Provided records>
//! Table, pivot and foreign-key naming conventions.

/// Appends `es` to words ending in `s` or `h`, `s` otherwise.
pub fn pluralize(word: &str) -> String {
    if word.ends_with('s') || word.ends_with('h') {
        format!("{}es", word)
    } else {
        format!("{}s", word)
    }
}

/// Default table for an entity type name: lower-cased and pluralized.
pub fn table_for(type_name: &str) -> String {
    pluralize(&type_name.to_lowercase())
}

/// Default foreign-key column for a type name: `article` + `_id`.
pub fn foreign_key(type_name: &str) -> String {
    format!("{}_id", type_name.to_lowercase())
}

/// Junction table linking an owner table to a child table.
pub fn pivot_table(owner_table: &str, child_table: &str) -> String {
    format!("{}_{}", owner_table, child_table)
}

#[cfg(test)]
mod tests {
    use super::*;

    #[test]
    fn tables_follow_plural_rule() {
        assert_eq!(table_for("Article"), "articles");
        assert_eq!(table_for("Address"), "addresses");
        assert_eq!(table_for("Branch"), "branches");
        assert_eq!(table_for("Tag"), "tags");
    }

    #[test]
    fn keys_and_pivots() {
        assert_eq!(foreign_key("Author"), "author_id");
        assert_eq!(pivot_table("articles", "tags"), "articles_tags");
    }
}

The problem> Reproduce each line of the material containing the word "String".

Final answer>
pub fn pluralize(word: &str) -> String {
pub fn table_for(type_name: &str) -> String {
pub fn foreign_key(type_name: &str) -> String {
pub fn pivot_table(owner_table: &str, child_table: &str) -> String {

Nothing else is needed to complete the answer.